## Records provided

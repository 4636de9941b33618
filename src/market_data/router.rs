// Requests the facade marshals onto the session loop, and the dispatcher
// that serves them there. Each request carries its own reply channel; a
// caller that gave up simply drops the receiver.

use std::sync::Arc;

use tokio::sync::oneshot;
use tracing::{debug, trace};

use crate::market_data::cascade::AcquisitionCascade;
use crate::market_data::discovery::{AssetDiscovery, DiscoveryOutcome};
use crate::market_data::navigator::{ChartControl, PageNavigator, PayoutOracle};
use crate::market_data::types::{Acquisition, Timeframe};
use crate::session::controller::SessionController;

#[derive(Debug)]
pub enum SessionRequest {
    Acquire {
        instrument: String,
        tf: Timeframe,
        reply: oneshot::Sender<Acquisition>,
    },
    CurrentPrice {
        instrument: String,
        reply: oneshot::Sender<Option<f64>>,
    },
    Payout {
        instrument: String,
        reply: oneshot::Sender<Option<f64>>,
    },
    Switch {
        instrument: String,
        reply: oneshot::Sender<bool>,
    },
    CurrentInstrument {
        reply: oneshot::Sender<Option<String>>,
    },
    Screenshot {
        reply: oneshot::Sender<Option<Vec<u8>>>,
    },
    Discover {
        reply: oneshot::Sender<DiscoveryOutcome>,
    },
    /// Reply says whether a new connect loop was started.
    Reconnect {
        reply: Option<oneshot::Sender<bool>>,
    },
}

impl SessionRequest {
    pub fn kind(&self) -> &'static str {
        match self {
            SessionRequest::Acquire { .. } => "acquire",
            SessionRequest::CurrentPrice { .. } => "current_price",
            SessionRequest::Payout { .. } => "payout",
            SessionRequest::Switch { .. } => "switch",
            SessionRequest::CurrentInstrument { .. } => "current_instrument",
            SessionRequest::Screenshot { .. } => "screenshot",
            SessionRequest::Discover { .. } => "discover",
            SessionRequest::Reconnect { .. } => "reconnect",
        }
    }
}

/// Everything a request can touch. Lives on the session loop.
pub struct SessionServices {
    pub controller: Arc<SessionController>,
    pub cascade: Arc<AcquisitionCascade>,
    pub navigator: Arc<PageNavigator>,
    pub discovery: Arc<AssetDiscovery<PageNavigator, PageNavigator>>,
}

fn send<T>(reply: oneshot::Sender<T>, value: T, kind: &'static str) {
    if reply.send(value).is_err() {
        debug!(kind, "caller gone before reply");
    }
}

/// Serve one request. Spawned per request on the session loop.
pub async fn dispatch(services: Arc<SessionServices>, request: SessionRequest) {
    let kind = request.kind();
    trace!(kind, "session request");
    match request {
        SessionRequest::Acquire { instrument, tf, reply } => {
            let got = services.cascade.acquire(&instrument, tf).await;
            send(reply, got, kind);
        }
        SessionRequest::CurrentPrice { instrument, reply } => {
            let price = services.cascade.page_price(&instrument).await;
            send(reply, price, kind);
        }
        SessionRequest::Payout { instrument, reply } => {
            let payout = services.navigator.payout(&instrument).await;
            send(reply, payout, kind);
        }
        SessionRequest::Switch { instrument, reply } => {
            let ok = services.navigator.switch_to(&instrument).await;
            send(reply, ok, kind);
        }
        SessionRequest::CurrentInstrument { reply } => {
            let shown = services.navigator.current_instrument().await;
            send(reply, shown, kind);
        }
        SessionRequest::Screenshot { reply } => {
            let png = services.controller.screenshot().await;
            send(reply, png, kind);
        }
        SessionRequest::Discover { reply } => {
            let outcome = services.discovery.run().await;
            send(reply, outcome, kind);
        }
        SessionRequest::Reconnect { reply } => {
            let started = services.controller.spawn_reconnect();
            if let Some(reply) = reply {
                send(reply, started, kind);
            }
        }
    }
}
// Loose JSON field readers shared by both envelope decoders. Brokers send
// numbers as JSON numbers or as strings, and rename keys between releases.

use serde_json::Value;

use crate::market_data::series::normalize_timestamp;
use crate::market_data::types::Candle;

pub fn parse_f64_value(value: &Value) -> Option<f64> {
    let n = match value {
        Value::Number(n) => n.as_f64()?,
        Value::String(s) => s.trim().parse::<f64>().ok()?,
        _ => return None,
    };
    n.is_finite().then_some(n)
}

/// Epoch timestamp in seconds; fractional and millisecond inputs accepted.
pub fn parse_ts_value(value: &Value) -> Option<i64> {
    let raw = parse_f64_value(value)?;
    if raw.abs() > i64::MAX as f64 {
        return None;
    }
    Some(normalize_timestamp(raw.trunc() as i64))
}

/// First present key wins.
pub fn field<'a>(obj: &'a Value, keys: &[&str]) -> Option<&'a Value> {
    let map = obj.as_object()?;
    keys.iter().find_map(|k| map.get(*k).filter(|v| !v.is_null()))
}

pub fn str_field<'a>(obj: &'a Value, keys: &[&str]) -> Option<&'a str> {
    field(obj, keys)?.as_str().map(str::trim).filter(|s| !s.is_empty())
}

pub fn f64_field(obj: &Value, keys: &[&str]) -> Option<f64> {
    field(obj, keys).and_then(parse_f64_value)
}

/// Candle row in object form (`{time|t, open|o, ...}`) or tuple form
/// (`[t, o, h, l, c, v?]`).
pub fn parse_candle_row(row: &Value) -> Option<Candle> {
    match row {
        Value::Object(_) => {
            let ts = field(row, &["time", "t", "timestamp"]).and_then(parse_ts_value)?;
            let open = f64_field(row, &["open", "o"])?;
            let high = f64_field(row, &["high", "h"])?;
            let low = f64_field(row, &["low", "l"])?;
            let close = f64_field(row, &["close", "c"])?;
            let volume = f64_field(row, &["volume", "v"]).unwrap_or(0.0);
            Some(Candle { timestamp: ts, open, high, low, close, volume })
        }
        Value::Array(items) if items.len() >= 5 => {
            let ts = parse_ts_value(&items[0])?;
            let open = parse_f64_value(&items[1])?;
            let high = parse_f64_value(&items[2])?;
            let low = parse_f64_value(&items[3])?;
            let close = parse_f64_value(&items[4])?;
            let volume = items.get(5).and_then(parse_f64_value).unwrap_or(0.0);
            Some(Candle { timestamp: ts, open, high, low, close, volume })
        }
        _ => None,
    }
}

/// Every parseable row; unparseable rows are skipped, not fatal.
pub fn parse_candles(rows: &Value) -> Vec<Candle> {
    rows.as_array()
        .map(|rows| rows.iter().filter_map(parse_candle_row).collect())
        .unwrap_or_default()
}

pub fn parse_period(obj: &Value) -> Option<u64> {
    let secs = f64_field(obj, &["period", "timeframe", "interval"])?;
    (secs >= 1.0 && secs <= u32::MAX as f64).then(|| secs as u64)
}

#[cfg(test)]
mod tests {
    use super::*;
    use serde_json::json;

    #[test]
    fn test_parse_f64_value_accepts_strings() {
        assert_eq!(parse_f64_value(&json!(1.5)), Some(1.5));
        assert_eq!(parse_f64_value(&json!(" 1.08342 ")), Some(1.08342));
        assert_eq!(parse_f64_value(&json!("abc")), None);
        assert_eq!(parse_f64_value(&json!(null)), None);
        assert_eq!(parse_f64_value(&json!("NaN")), None);
    }

    #[test]
    fn test_parse_candle_row_object_and_tuple() {
        let obj = json!({"t": 1_700_000_000_000i64, "o": "1.1", "h": 1.2, "l": 1.0, "c": 1.15});
        let c = parse_candle_row(&obj).unwrap();
        assert_eq!(c.timestamp, 1_700_000_000);
        assert_eq!(c.open, 1.1);
        assert_eq!(c.volume, 0.0);

        let tuple = json!([1_700_000_060, 1.15, 1.25, 1.1, 1.2, 42]);
        let c = parse_candle_row(&tuple).unwrap();
        assert_eq!(c.timestamp, 1_700_000_060);
        assert_eq!(c.volume, 42.0);

        assert!(parse_candle_row(&json!([1, 2, 3])).is_none());
        assert!(parse_candle_row(&json!({"time": 1, "open": 1.0})).is_none());
    }

    #[test]
    fn test_parse_candles_skips_bad_rows() {
        let rows = json!([
            {"time": 60, "open": 1.0, "high": 1.1, "low": 0.9, "close": 1.05},
            "garbage",
            [120, 1.05, 1.2, 1.0, 1.1]
        ]);
        assert_eq!(parse_candles(&rows).len(), 2);
        assert!(parse_candles(&json!({"not": "rows"})).is_empty());
    }

    #[test]
    fn test_parse_period() {
        assert_eq!(parse_period(&json!({"period": 60})), Some(60));
        assert_eq!(parse_period(&json!({"period": "300"})), Some(300));
        assert_eq!(parse_period(&json!({"period": 0})), None);
        assert_eq!(parse_period(&json!({})), None);
    }
}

## Work order
In the listing above, find the line containing "assert_eq!(c.timestamp, 1_700_000_060);"; that line and every line after it, through the last, are to be retyped exactly.

## Problem solution
        assert_eq!(c.timestamp, 1_700_000_060);
        assert_eq!(c.volume, 42.0);

        assert!(parse_candle_row(&json!([1, 2, 3])).is_none());
        assert!(parse_candle_row(&json!({"time": 1, "open": 1.0})).is_none());
    }

    #[test]
    fn test_parse_candles_skips_bad_rows() {
        let rows = json!([
            {"time": 60, "open": 1.0, "high": 1.1, "low": 0.9, "close": 1.05},
            "garbage",
            [120, 1.05, 1.2, 1.0, 1.1]
        ]);
        assert_eq!(parse_candles(&rows).len(), 2);
        assert!(parse_candles(&json!({"not": "rows"})).is_empty());
    }

    #[test]
    fn test_parse_period() {
        assert_eq!(parse_period(&json!({"period": 60})), Some(60));
        assert_eq!(parse_period(&json!({"period": "300"})), Some(300));
        assert_eq!(parse_period(&json!({"period": 0})), None);
        assert_eq!(parse_period(&json!({})), None);
    }
}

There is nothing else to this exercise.